Hips and Makers
Well after a sleepless night last night I had to go to the doctor today to get my back/unmovable leg seen to. The pain was unbearable and I couldn't get to sleep with it despite taking copious amounts of painkillers. In I went to see Dr. Wada, a friendly ol' fella who knows the boss very well...a story he tells to all the foreign staff who visit him. His reputation as a doctor has always been mocked and ridiculed by the foreign staff who go to him and after today, although i won't be joining the ranks of those how mock and ridicule him, I wonder about his medical prowess....but I do think he's a grand gentle fella with good enough english to get by. He called me Mark-san, thinking that that was my family name but when I said it was Carmody he was mortified and apologised profusely. Such a strange thing this Japanese formality. I'm known as Mark-san at work mainly because they can't pronounce my surname.
Anyway, I digress. His office/"medical centre" is small and situated on the 21st floor of a nearby building in OBP. I told him what was wrong (for those who don't know you haven't been reading my blog but here's a run down anyway (all those who know, skip the next 20 pages): pain across my middle back at night, pain coming from my lower back down my right leg and around the groin on my right-hand side, unable to either walk properly or run a step and an inability to raise my right leg at times. When in bed, trying to sleep, I can't use my right leg to move my body and have to struggle to get up on all fours to enable to turn over...Guero, if you read this tell me what it is!!). He took some x-rays of my lower back and hips. Less than 5 minutes later, I was called back into his office where he had the x-rays in hand. He asked me did I play alot of sport when I was younger as my spine was in great shape, very strong and the "architecture" looked superb...I think the translation of "architecture" from Japanese to English may be something entirely different.
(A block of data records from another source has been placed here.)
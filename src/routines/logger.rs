use std::time::Instant;

use crate::routines::output::OutputFile;
use crate::routines::settings::Settings;
use eyre::Result;
use tracing_subscriber::fmt::time::FormatTime;
use tracing_subscriber::fmt::{self};
use tracing_subscriber::prelude::__tracing_subscriber_SubscriberExt;
use tracing_subscriber::registry::Registry;
use tracing_subscriber::util::SubscriberInitExt;
use tracing_subscriber::EnvFilter;

/// Setup logging for the library
///
/// Log messages always go to stdout. The file layer writing `[log].file` inside the output
/// folder is only added when `[io].write` is set, so a run with `write = false` creates no
/// file or folder at all. The level comes from `[log].level` and accepts any `EnvFilter`
/// directive, e.g. `info` or `tmaxopt=debug,warn`.
///
/// Only the coordinating worker should call this; other ranks stay silent.
pub fn setup_log(settings: &Settings) -> Result<()> {
    let env_filter = EnvFilter::new(settings.log.level.as_str());

    let timestamper = CompactTimestamp {
        start: Instant::now(),
    };

    let subscriber = Registry::default().with(env_filter);

    let file_layer = if settings.io.write {
        let outputfile = OutputFile::new(&settings.io.output_folder, &settings.log.file)?;
        Some(
            fmt::layer()
                .with_writer(outputfile.file_owned())
                .with_ansi(false)
                .with_timer(timestamper.clone()),
        )
    } else {
        None
    };

    let stdout_layer = fmt::layer()
        .with_writer(std::io::stdout)
        .with_ansi(true)
        .with_target(false)
        .with_timer(timestamper);

    // A global subscriber may already be installed, e.g. by a previous run in the same process
    if subscriber.with(file_layer).with(stdout_layer).try_init().is_err() {
        tracing::debug!("Logging was already initialized");
    }

    Ok(())
}

#[derive(Clone)]
struct CompactTimestamp {
    start: Instant,
}

impl FormatTime for CompactTimestamp {
    fn format_time(
        &self,
        w: &mut tracing_subscriber::fmt::format::Writer<'_>,
    ) -> Result<(), std::fmt::Error> {
        let elapsed = self.start.elapsed();
        let hours = elapsed.as_secs() / 3600;
        let minutes = (elapsed.as_secs() % 3600) / 60;
        let seconds = elapsed.as_secs() % 60;

        write!(w, "{:02}h {:02}m {:02}s", hours, minutes, seconds)
    }
}

#[cfg(test)]
mod tests {
    use super::*;

    #[test]
    fn no_log_file_without_write() {
        let folder = std::env::temp_dir().join(format!("tmaxopt-nolog-{}", std::process::id()));
        let mut settings = Settings::default();
        settings.io.write = false;
        settings.io.output_folder = folder.to_string_lossy().to_string();

        setup_log(&settings).unwrap();
        assert!(!folder.exists());
    }
}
Anyway, I lay down on the table and he checked the movement of my legs and hips and then slapped my thigh and exclaimed, in his best Osakan accent, "I have it!!"....Hip Gout....now I have Hip Gout. How is it, particularly in someone as young as me, and particularly in the hip(!) do I get gout? He first thought it might have been a bone disease but because of the x-rays and by the lack of leg mobility, he knows it's a nerve disease (they use disease to mean ailment or condition), so gout it is. BUT GOUT IS NOT A NERVE DISEASE!!!!!!! Jeeeeeezzzzzzzzzzzz!!!!!! It's a deposition of sodium urate crystals in the joints...it's a form of arthritis for !#@% sake!!! Oh, the frustration...oh the desire for some perscribed painkillers!!!!! I just wanted to scream....
Instead, I just nodded and said thank you. He told me to give up the booze (not a bad thing I guess), coffee (not good) and eat more veggies and fruit which I can do. He gave me anti-inflammatories ("from Ciba-Geigy, the very best, no side effects") and vitamin B1 ("very good brand, no side effects") tablets. If the pain doesn't go away in 10 days I am to go back to him and he'll organize a CT or MRI scan. I think I'll go back for the scans. Not being able to lift my right leg is not only comical to see but it's damn painful. An ol' painkilling injection I thought would have been nice. What was once diagnosed as a sciatic problem has now mutated to a bout of gout...
However, the one thing which I want to point out, apart from the bad medical analysis, is the speed of the service. All that took less than 30 minutes!! And all it cost me was 12yoyos for the drugs...at least my 100yoyo monthly health insurance is paying for something!!